Media has the ability to greatly impact an audience’s attention and receptivity to health and population-related messages
It is from this premise that mass media is perceived as a powerful tool to information dissemination, public influence, and public education.
The role of mass media is crucial to update public about the activities that Africa Centre is conducting in the area, influence policy making from the law makers, and assess the reception of the services.
Through the past eleven years, Africa Centre for Health and Population Studies has been continually engaging mass media into its activities. This has been done through:
Live Broadcasting on science agenda is one of the potential engagement strategy that will create link between science and public.
Out of 10 science-related media releases 2 of them are getting published.
A revisit on way we communicate our media release is highly important.
Videography: This media is very important to show the visual effect of the science activities.
Podcast media: Bringing activities closer to the public.
live streaming: Let the public see what science is.
Blog site: Interactive media tool to engage public.
Translation of scientific language is still a challenge.
Getting interest of mass media, especially commercial media, to write about health and population-related issues is also a challenge.
Most importantly, lack of budgeting for mass media activities from the research institutions is driving the situation worse.
Understanding the role of mass media in research institutions as a tool to link the scientific activities with public is an issue that still need to be addressed.
Understanding of how to engage media and communication at a science research institution.
How to effectively strategize media and communication engagement, implementation, monitoring and continually updating the plan to meet the public interest needs to be redressed.

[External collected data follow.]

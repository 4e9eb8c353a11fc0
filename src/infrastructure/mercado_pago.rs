use crate::domain::checkout::{CheckoutRequest, PreferenceResponse};
use crate::domain::ports::CheckoutGateway;
use crate::error::{CheckoutError, Result};
use async_trait::async_trait;
use serde_json::Value;
use std::fmt;
use tracing::debug;

pub const DEFAULT_API_BASE: &str = "https://api.mercadopago.com";
const PREFERENCES_PATH: &str = "/checkout/preferences";

/// Creates checkout preferences directly against the Mercado Pago REST API.
///
/// Holds the bearer access token, so it belongs in a trusted process (the
/// relay backend or a local CLI), never in code shipped to a browser.
#[derive(Clone)]
pub struct MercadoPagoGateway {
    client: reqwest::Client,
    api_base: String,
    access_token: String,
}

impl MercadoPagoGateway {
    /// Creates a gateway for the public API. No request timeout is applied.
    pub fn new(access_token: impl Into<String>) -> Result<Self> {
        Self::with_api_base(DEFAULT_API_BASE, access_token)
    }

    pub fn with_api_base(api_base: &str, access_token: impl Into<String>) -> Result<Self> {
        let client = reqwest::Client::builder().build()?;
        Ok(Self::with_client(client, api_base, access_token))
    }

    pub fn with_client(
        client: reqwest::Client,
        api_base: &str,
        access_token: impl Into<String>,
    ) -> Self {
        Self {
            client,
            api_base: api_base.trim_end_matches('/').to_string(),
            access_token: access_token.into(),
        }
    }
}

impl fmt::Debug for MercadoPagoGateway {
    fn fmt(&self, f: &mut fmt::Formatter<'_>) -> fmt::Result {
        f.debug_struct("MercadoPagoGateway")
            .field("api_base", &self.api_base)
            .field("access_token", &"<redacted>")
            .finish()
    }
}

#[async_trait]
impl CheckoutGateway for MercadoPagoGateway {
    async fn create_preference(&self, request: &CheckoutRequest) -> Result<PreferenceResponse> {
        let url = format!("{}{PREFERENCES_PATH}", self.api_base);
        debug!(%url, "posting checkout preference");

        let response = self
            .client
            .post(&url)
            .bearer_auth(&self.access_token)
            .json(request)
            .send()
            .await?;

        read_preference(response).await
    }
}

/// Decodes a preference-creation response, turning non-success statuses into
/// [`CheckoutError::Provider`].
pub(crate) async fn read_preference(response: reqwest::Response) -> Result<PreferenceResponse> {
    let status = response.status();
    if !status.is_success() {
        let body = response.text().await.unwrap_or_default();
        debug!(status = status.as_u16(), %body, "provider error body");
        return Err(CheckoutError::Provider {
            status: status.as_u16(),
            message: provider_error_message(status.as_u16(), &body),
        });
    }

    Ok(response.json::<PreferenceResponse>().await?)
}

/// Builds a readable message from a provider error body.
///
/// Uses `message`, or `Erro HTTP: <status>` when it is missing, and appends
/// the `description` (else `message`) of every entry of an array-valued
/// `cause` as ` - first, second`.
pub fn provider_error_message(status: u16, body: &str) -> String {
    let body: Value = serde_json::from_str(body).unwrap_or(Value::Null);

    let mut message = non_empty_str(body.get("message"))
        .map(str::to_string)
        .unwrap_or_else(|| format!("Erro HTTP: {status}"));

    if let Some(Value::Array(causes)) = body.get("cause") {
        let details: Vec<&str> = causes
            .iter()
            .filter_map(|cause| {
                non_empty_str(cause.get("description")).or_else(|| non_empty_str(cause.get("message")))
            })
            .collect();
        if !details.is_empty() {
            message.push_str(" - ");
            message.push_str(&details.join(", "));
        }
    }

    message
}

fn non_empty_str(value: Option<&Value>) -> Option<&str> {
    value.and_then(Value::as_str).filter(|s| !s.is_empty())
}
use crate::domain::ports::CheckoutGatewayRef;
use crate::error::{CheckoutError, Result};
use crate::infrastructure::mercado_pago::{DEFAULT_API_BASE, MercadoPagoGateway};
use crate::infrastructure::relay::RelayGateway;
use clap::Args;
use std::net::SocketAddr;
use std::sync::Arc;

/// Credentials and endpoint for talking to the provider directly.
#[derive(Args, Clone)]
pub struct ProviderConfig {
    /// Mercado Pago access token (bearer credential)
    #[arg(long, env = "MP_ACCESS_TOKEN", hide_env_values = true)]
    pub access_token: Option<String>,

    /// Base URL of the Mercado Pago API
    #[arg(long, env = "MP_API_BASE", default_value = DEFAULT_API_BASE)]
    pub api_base: String,
}

impl ProviderConfig {
    pub fn gateway(&self) -> Result<MercadoPagoGateway> {
        let token = self
            .access_token
            .as_deref()
            .filter(|token| !token.trim().is_empty())
            .ok_or_else(|| {
                CheckoutError::Config(
                    "an access token is required (--access-token or MP_ACCESS_TOKEN)".to_string(),
                )
            })?;
        MercadoPagoGateway::with_api_base(&self.api_base, token)
    }
}

/// Where checkout preferences get created: through a relay backend when one
/// is configured, otherwise directly with the provider.
#[derive(Args, Clone)]
pub struct GatewayConfig {
    /// Base URL of a relay backend that holds the provider credential
    #[arg(long, env = "CHECKOUT_RELAY_URL")]
    pub relay_url: Option<String>,

    #[command(flatten)]
    pub provider: ProviderConfig,
}

impl GatewayConfig {
    pub fn gateway(&self) -> Result<CheckoutGatewayRef> {
        match &self.relay_url {
            Some(relay_url) => Ok(Arc::new(RelayGateway::new(relay_url)?)),
            None => Ok(Arc::new(self.provider.gateway()?)),
        }
    }
}

#[derive(Args, Clone)]
pub struct ServeConfig {
    /// Address the relay backend listens on
    #[arg(long, env = "LISTEN_ADDR", default_value = "127.0.0.1:8080")]
    pub listen: SocketAddr,

    #[command(flatten)]
    pub provider: ProviderConfig,
}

Almost 90% of more that 300 media organizations in South Africa is publishing less than 3% of science-related articles in their publication content. One can view this as an act of deviating from what media should be – public eye in social, economic, political, and scientific issues. This motive behind less coverage of science-related articles is perhaps perpetuated by the drive of commercial media to generate revenues on sellable articles (i.e. politics, war or sport) or lack of human capacity to write interestingly about science and research.
Nevertheless, there is still a challenge for media and communication practitioners in research agenda to convince public and private media of a critical role that they can play to bring changes into the public by disseminating scientific research information and start writing proactively on issues of health and population.
If people are continually dying from issues that health and population research are scrutinizing or have further knowledge to prevent or eliminate the death rate, who is to be accused…..media or scientific research institutions?